You once said that “Turco” is a favorite opera for stage directors.
That probably comes from the fact that most stage directors initially develop this great affinity to the poet, as I did, and then later joyfully cast it aside. Not until you get into rehearsals can you really get a feeling for the delicate situation comedy there is in this piece. There is, for example, that moment when the poet conquers his writer’s block and believes he has finally found the ultimate formula, which is why he discusses his plans openly and publicly, paying no attention to the presence of Don Geronio and Don Narciso. After all, we’ve been taking it for granted that the husband has no idea that Narciso is Fiorilla’s lover. But the poet simply blurts out the truth. A fantastic scene, and then these two characters, the betrayed husband and the lover as well... It is very funny to see how Narciso has to justify himself to Geronio. He is forced to say that what they have just heard has nothing to do with the truth, but is rather a figment of the crazy poet’s imagination. And so the poet involuntarily sets these two characters in motion. We stage directors love this piece perhaps especially because Prosdocimo has the same experiences with these characters that we have in rehearsal with the performers when what starts out as a theoretical story begins taking on flesh and blood. You have to keep asking yourself – and this especially has to do with my favorite character, Fiorilla – when are the feelings genuine, and when are they pure calculation? And first and foremost: when does hypocrisy become routine, anchored in the fundamental character of an individual? This takes us to the question of the actor and the theatrical process: in what little cells do we human beings play-act with one another without calling it theatre? In rehearsals, this reminds me of the work with the comedians in Richard Strauss’s Ariadne. When dealing with Zerbinetta and Harlekin, we’re never really certain: are they just playing hackneyed roles, hallowed over the centuries, with one another, or are these two people really involved in a genuine conflict? It’s a similar case with Fiorilla and her husband, in the course of whose marriage certain behavior patterns have developed until they simply orient themselves around some stale routine or other. And suddenly, with the addition of this “Turkish” element, the routines just don’t work the way they used to.

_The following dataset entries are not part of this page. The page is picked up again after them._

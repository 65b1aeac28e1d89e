//! Environment preparation and action routing.
//!
//! Once an argument vector has been validated into an action with its two
//! directories, [`ensure_output_ready`] makes sure the output tree exists and
//! [`dispatch`] hands control to the single collaborator for that action.

use crate::cli::ActionKind;
use crate::error::{ExtractorError, Result};
use std::fs;
use std::path::Path;

/// The four extraction entry points an action can be routed to.
///
/// Implementations own their failure handling: nothing is returned to the
/// router.
pub trait ExtractionActions {
    fn apply_light_theme(&self, source_dir: &Path, output_dir: &Path);
    fn extract_images(&self, source_dir: &Path, output_dir: &Path);
    fn extract_widget_types(&self, source_dir: &Path, output_dir: &Path);
    fn generate_mappings(&self, source_dir: &Path, output_dir: &Path);
}

/// Create `output_dir` and any missing ancestors. Existing directories are
/// left untouched.
pub fn ensure_output_ready(output_dir: &Path) -> Result<()> {
    fs::create_dir_all(output_dir).map_err(|source| ExtractorError::OutputDirectory {
        path: output_dir.display().to_string(),
        source,
    })?;

    log::debug!("output directory ready: {}", output_dir.display());
    Ok(())
}

/// Invoke the collaborator for `action` exactly once.
pub fn dispatch<A>(action: ActionKind, actions: &A, source_dir: &Path, output_dir: &Path)
where
    A: ExtractionActions + ?Sized,
{
    log::info!(
        "dispatching {} (source: {}, output: {})",
        action,
        source_dir.display(),
        output_dir.display()
    );

    match action {
        ActionKind::ApplyLightTheme => actions.apply_light_theme(source_dir, output_dir),
        ActionKind::ExtractImages => actions.extract_images(source_dir, output_dir),
        ActionKind::ExtractWidgetTypes => actions.extract_widget_types(source_dir, output_dir),
        ActionKind::GenerateMappings => actions.generate_mappings(source_dir, output_dir),
    }
}
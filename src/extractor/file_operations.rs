use crate::error::{ExtractorError, Result};
use crate::scanner::AssetFile;
use serde::Serialize;
use std::fs;
use std::io::{BufReader, BufWriter, Read, Write};
use std::path::{Component, Path, PathBuf};
use std::time::{Duration, Instant};

#[derive(Debug, Clone)]
pub struct ExtractionProgress {
    pub files_processed: usize,
    pub total_files: usize,
    pub bytes_processed: u64,
    pub replaced_files: usize,
    pub current_file: Option<String>,
    pub start_time: Instant,
    pub errors: Vec<String>,
}

impl ExtractionProgress {
    pub fn new(total_files: usize) -> Self {
        Self {
            files_processed: 0,
            total_files,
            bytes_processed: 0,
            replaced_files: 0,
            current_file: None,
            start_time: Instant::now(),
            errors: Vec::new(),
        }
    }

    pub fn update_file(&mut self, filename: String, outcome: CopyOutcome) {
        self.files_processed += 1;
        self.bytes_processed += outcome.bytes;
        if outcome.replaced {
            self.replaced_files += 1;
        }
        self.current_file = Some(filename);
    }

    pub fn add_error<S: Into<String>>(&mut self, error: S) {
        self.errors.push(error.into());
    }

    pub fn elapsed(&self) -> Duration {
        self.start_time.elapsed()
    }
}

#[derive(Debug, Clone, Copy, Default, PartialEq, Eq)]
pub struct CopyOutcome {
    pub bytes: u64,
    pub replaced: bool,
}

/// One asset and where it lands, relative to the output root.
#[derive(Debug, Clone)]
pub struct CopyJob {
    pub asset: AssetFile,
    pub destination: PathBuf,
}

pub struct FileOperations {
    overwrite: bool,
    buffer_size: usize,
}

impl FileOperations {
    pub fn new() -> Self {
        Self {
            overwrite: true,
            buffer_size: 64 * 1024,
        }
    }

    pub fn with_overwrite(mut self, overwrite: bool) -> Self {
        self.overwrite = overwrite;
        self
    }

    /// Copy every job below `output_root`. A failing job is recorded and the
    /// remaining jobs still run.
    pub fn copy_all(
        &self,
        jobs: &[CopyJob],
        output_root: &Path,
        progress_callback: Option<&dyn Fn(&ExtractionProgress)>,
    ) -> ExtractionProgress {
        let mut progress = ExtractionProgress::new(jobs.len());

        for job in jobs {
            if let Some(callback) = progress_callback {
                callback(&progress);
            }

            match self.copy_asset(&job.asset, output_root, &job.destination) {
                Ok(outcome) => {
                    if outcome.bytes != job.asset.size {
                        log::warn!(
                            "{} changed while copying: expected {} bytes, copied {}",
                            job.asset.source_path.display(),
                            job.asset.size,
                            outcome.bytes
                        );
                    }
                    progress.update_file(job.asset.filename.clone(), outcome)
                }
                Err(e) => {
                    let error_msg =
                        format!("Failed to copy {}: {}", job.asset.source_path.display(), e);
                    log::warn!("{}", error_msg);
                    progress.add_error(error_msg);
                }
            }
        }

        if let Some(callback) = progress_callback {
            callback(&progress);
        }

        progress
    }

    /// Copy `asset` to `dest_root/relative_path`, stamping the copy with the
    /// modification time recorded when the asset was listed.
    pub fn copy_asset(
        &self,
        asset: &AssetFile,
        dest_root: &Path,
        relative_path: &Path,
    ) -> Result<CopyOutcome> {
        validate_relative_path(relative_path)?;
        let dest_path = dest_root.join(relative_path);

        if let Some(parent) = dest_path.parent() {
            fs::create_dir_all(parent)?;
        }

        let outcome = self.secure_copy(&asset.source_path, &dest_path)?;

        let mtime = filetime::FileTime::from_system_time(asset.modified);
        if let Err(e) = filetime::set_file_mtime(&dest_path, mtime) {
            log::debug!("could not set modification time of {}: {}", dest_path.display(), e);
        }

        Ok(outcome)
    }

    fn secure_copy(&self, source: &Path, dest: &Path) -> Result<CopyOutcome> {
        if !source.is_file() {
            return Err(ExtractorError::InvalidPath {
                path: format!("Source is not a file: {}", source.display()),
            });
        }

        validate_file_name(dest)?;

        let replaced = dest.exists();
        if replaced && !self.overwrite {
            return Err(ExtractorError::DestinationExists {
                path: dest.display().to_string(),
            });
        }

        let bytes = self.copy_file_with_buffer(source, dest)?;
        Ok(CopyOutcome { bytes, replaced })
    }

    fn copy_file_with_buffer(&self, source: &Path, dest: &Path) -> Result<u64> {
        let source_file = fs::File::open(source)?;
        let dest_file = fs::File::create(dest)?;

        let mut reader = BufReader::with_capacity(self.buffer_size, source_file);
        let mut writer = BufWriter::with_capacity(self.buffer_size, dest_file);

        let mut total_bytes = 0u64;
        let mut buffer = vec![0u8; 8192];

        loop {
            let bytes_read = reader.read(&mut buffer)?;
            if bytes_read == 0 {
                break;
            }

            writer.write_all(&buffer[..bytes_read])?;
            total_bytes += bytes_read as u64;
        }

        writer.flush()?;

        Ok(total_bytes)
    }
}

impl Default for FileOperations {
    fn default() -> Self {
        Self::new()
    }
}

/// Where an image of `plugin_id` lands in the output directory. Both image
/// extraction and mapping generation use this so that mappings point at the
/// extracted files.
pub fn image_output_path(
    plugin_id: &str,
    relative_path: &Path,
    preserve_structure: bool,
) -> Result<PathBuf> {
    if preserve_structure {
        Ok(Path::new(plugin_id).join(relative_path))
    } else {
        relative_path
            .file_name()
            .map(PathBuf::from)
            .ok_or_else(|| ExtractorError::InvalidPath {
                path: relative_path.display().to_string(),
            })
    }
}

/// Forward-slash form of a relative path, for files consumed by other tools.
pub fn to_portable_path(path: &Path) -> String {
    path.to_string_lossy().replace('\\', "/")
}

pub fn write_json_file<T: Serialize>(path: &Path, value: &T) -> Result<u64> {
    let content = serde_json::to_string_pretty(value)?;
    fs::write(path, &content)?;
    Ok(content.len() as u64)
}

fn validate_relative_path(path: &Path) -> Result<()> {
    if path.components().any(|c| {
        matches!(
            c,
            Component::ParentDir | Component::RootDir | Component::Prefix(_)
        )
    }) {
        return Err(ExtractorError::InvalidPath {
            path: format!("Directory traversal not allowed: {}", path.display()),
        });
    }

    let path_str = path.to_string_lossy();
    if path_str.len() > 4096 {
        return Err(ExtractorError::InvalidPath {
            path: format!("Path too long: {} characters", path_str.len()),
        });
    }

    Ok(())
}

fn validate_file_name(path: &Path) -> Result<()> {
    if let Some(filename) = path.file_name().and_then(|s| s.to_str()) {
        let invalid_chars = ['<', '>', ':', '"', '|', '?', '*'];
        if filename
            .chars()
            .any(|c| invalid_chars.contains(&c) || c.is_control())
        {
            return Err(ExtractorError::InvalidPath {
                path: format!("Filename contains invalid characters: {}", filename),
            });
        }
    }

    Ok(())
}
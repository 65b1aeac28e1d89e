pub mod file_filter;
pub mod plugin_scanner;

pub use file_filter::FileFilter;
pub use plugin_scanner::{AssetFile, AssetListing, PluginPackage, PluginScan, PluginScanner};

What function does the set have?
One might say we are striving to poeticize the playing space. We begin with a scene that appears quasi-realistic, and only three minutes after the curtain has opened, we experience the first break with this approach: a stranger, namely the poet, disturbs this realistic illusion and takes advantage of this space to open up a new poetic dimension. And the space, which initially doesn’t look like a box of theatrical magic tricks ultimately reveals itself to be just that. It is in the way we use this space before us that the disentanglement of truth and poetry takes place, defined as wish-truth, and here two levels come together, inspiring one another until we can no longer differentiate between what is the wish-image and what is reality.
So the masked ball is a play within a play?

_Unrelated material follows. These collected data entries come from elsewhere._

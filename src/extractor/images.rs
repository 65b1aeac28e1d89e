use crate::cli::ActionKind;
use crate::config::Config;
use crate::error::Result;
use crate::extractor::file_operations::{
    image_output_path, CopyJob, ExtractionProgress, FileOperations,
};
use crate::extractor::ActionSummary;
use crate::scanner::{PluginScan, PluginScanner};
use crate::ui::progress::{finish_progress_with_summary, update_file_progress};
use crate::ui::ProgressManager;
use std::collections::HashMap;
use std::path::{Path, PathBuf};

/// Copies the image assets of every plugin package into the output directory.
pub struct ImageExtractor {
    scanner: PluginScanner,
    file_ops: FileOperations,
    preserve_structure: bool,
}

impl ImageExtractor {
    pub fn new(config: &Config) -> Self {
        Self {
            scanner: PluginScanner::new(&config.scan),
            file_ops: FileOperations::new().with_overwrite(config.output.overwrite),
            preserve_structure: config.output.preserve_structure,
        }
    }

    pub fn extract(
        &self,
        source_dir: &Path,
        output_dir: &Path,
        progress: &ProgressManager,
    ) -> Result<ActionSummary> {
        let mut summary = ActionSummary::new(ActionKind::ExtractImages);

        let scan = self.scanner.scan_directory(source_dir)?;
        summary.plugins_scanned = scan.packages.len();
        summary.skipped_archives = scan.skipped_archives.len();
        summary.errors.extend(scan.errors.iter().cloned());

        let jobs = self.plan(&scan, &mut summary)?;
        log::info!("copying {} images from {} plugins", jobs.len(), scan.packages.len());

        copy_jobs(&self.file_ops, &jobs, output_dir, progress, &mut summary);

        Ok(summary)
    }

    /// One copy job per image, laid out by [`image_output_path`]. When two
    /// images land on the same destination the first one in scan order is
    /// kept and the other is reported.
    pub fn plan(&self, scan: &PluginScan, summary: &mut ActionSummary) -> Result<Vec<CopyJob>> {
        let mut jobs = Vec::new();
        let mut claimed: HashMap<PathBuf, PathBuf> = HashMap::new();

        for package in &scan.packages {
            let listing = self.scanner.list_images(package)?;
            summary.errors.extend(listing.errors);

            for asset in listing.files {
                let destination =
                    image_output_path(&package.id, &asset.relative_path, self.preserve_structure)?;

                if let Some(first) = claimed.get(&destination) {
                    let message = format!(
                        "Skipped {}: {} already written from {}",
                        asset.source_path.display(),
                        destination.display(),
                        first.display()
                    );
                    log::warn!("{}", message);
                    summary.errors.push(message);
                    continue;
                }

                claimed.insert(destination.clone(), asset.source_path.clone());
                jobs.push(CopyJob { asset, destination });
            }
        }

        Ok(jobs)
    }
}

/// Run `jobs` behind a file progress bar and fold the result into `summary`.
pub(crate) fn copy_jobs(
    file_ops: &FileOperations,
    jobs: &[CopyJob],
    output_dir: &Path,
    progress: &ProgressManager,
    summary: &mut ActionSummary,
) {
    let file_progress = progress.create_file_progress(jobs.len() as u64);
    let progress_callback = {
        let pb = file_progress.clone();
        move |progress: &ExtractionProgress| {
            update_file_progress(&pb, progress);
        }
    };

    let copied = file_ops.copy_all(jobs, output_dir, Some(&progress_callback));

    finish_progress_with_summary(
        &file_progress,
        &format!("Copied {} files", copied.files_processed),
        copied.elapsed(),
    );

    summary.files_written += copied.files_processed;
    summary.bytes_written += copied.bytes_processed;
    summary.replaced_files += copied.replaced_files;
    summary.errors.extend(copied.errors);
}

#[cfg(test)]
mod tests {
    use super::*;
    use std::fs;
    use tempfile::TempDir;

    fn create_workspace() -> TempDir {
        let temp_dir = TempDir::new().unwrap();
        let plugins = temp_dir.path().join("plugins");

        for (plugin, images) in [
            ("org.mule.tooling.http_7.3.0", &["icons/large/http.png", "icons/small/http.gif"][..]),
            ("org.mule.tooling.db_7.3.0", &["icons/large/db.png"][..]),
        ] {
            let root = plugins.join(plugin);
            fs::create_dir_all(&root).unwrap();
            fs::write(root.join("plugin.xml"), "<plugin/>").unwrap();
            for image in images {
                let path = root.join(image);
                fs::create_dir_all(path.parent().unwrap()).unwrap();
                fs::write(path, image.as_bytes()).unwrap();
            }
        }
        fs::write(plugins.join("org.mule.tooling.ws_7.3.0.jar"), "PK").unwrap();

        temp_dir
    }

    #[test]
    fn test_extract_preserves_plugin_layout() {
        let workspace = create_workspace();
        let output = TempDir::new().unwrap();

        let extractor = ImageExtractor::new(&Config::default());
        let summary = extractor
            .extract(workspace.path(), output.path(), &ProgressManager::new(false))
            .unwrap();

        assert_eq!(summary.action, ActionKind::ExtractImages);
        assert_eq!(summary.plugins_scanned, 2);
        assert_eq!(summary.files_written, 3);
        assert_eq!(summary.skipped_archives, 1);
        assert!(summary.is_clean());
        assert!(output.path().join("org.mule.tooling.http/icons/large/http.png").exists());
        assert!(output.path().join("org.mule.tooling.http/icons/small/http.gif").exists());
        assert!(output.path().join("org.mule.tooling.db/icons/large/db.png").exists());
    }

    #[test]
    fn test_extract_flattened() {
        let workspace = create_workspace();
        let output = TempDir::new().unwrap();

        let mut config = Config::default();
        config.output.preserve_structure = false;

        let summary = ImageExtractor::new(&config)
            .extract(workspace.path(), output.path(), &ProgressManager::new(false))
            .unwrap();

        assert_eq!(summary.files_written, 3);
        assert!(output.path().join("http.png").exists());
        assert!(output.path().join("db.png").exists());
    }

    #[test]
    fn test_flattened_name_collision_keeps_first_image() {
        let workspace = create_workspace();
        let http = workspace.path().join("plugins/org.mule.tooling.http_7.3.0/icons/small");
        fs::write(http.join("http.png"), "small").unwrap();
        let output = TempDir::new().unwrap();

        let mut config = Config::default();
        config.output.preserve_structure = false;

        let summary = ImageExtractor::new(&config)
            .extract(workspace.path(), output.path(), &ProgressManager::new(false))
            .unwrap();

        assert_eq!(summary.files_written, 3);
        assert_eq!(summary.errors.len(), 1);
        assert!(summary.errors[0].contains("http.png"));
        assert_eq!(
            fs::read_to_string(output.path().join("http.png")).unwrap(),
            "icons/large/http.png"
        );
    }

    #[test]
    fn test_existing_files_reported_without_overwrite() {
        let workspace = create_workspace();
        let output = TempDir::new().unwrap();
        let existing = output.path().join("org.mule.tooling.db/icons/large");
        fs::create_dir_all(&existing).unwrap();
        fs::write(existing.join("db.png"), "keep").unwrap();

        let mut config = Config::default();
        config.output.overwrite = false;

        let summary = ImageExtractor::new(&config)
            .extract(workspace.path(), output.path(), &ProgressManager::new(false))
            .unwrap();

        assert_eq!(summary.files_written, 2);
        assert_eq!(summary.errors.len(), 1);
        assert_eq!(fs::read_to_string(existing.join("db.png")).unwrap(), "keep");
    }
}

The masked ball is the extreme form of a disguise game, an attempt to slip into a new skin, inspired by the appearance of the Turk. And it is curious that the Turk does not become the wish-projection of the women, but rather that the men suddenly take him as an role model.
Because of the masquerade, Don Geronio then sees his problem doubled: two Fiorillas and two Selims.
In what he goes through, Geronio actually approaches the border to tragedy. I find that the exciting thing about this character, the fact that it keeps rising above the usual cliché of the cheated, moronic husband, the “horned husband” the whole town gossips about. He rather tries to fight his way out desperately, and suddenly he again senses strengths within himself in which he had long since stopped believing. And that’s what’s so beautiful about him.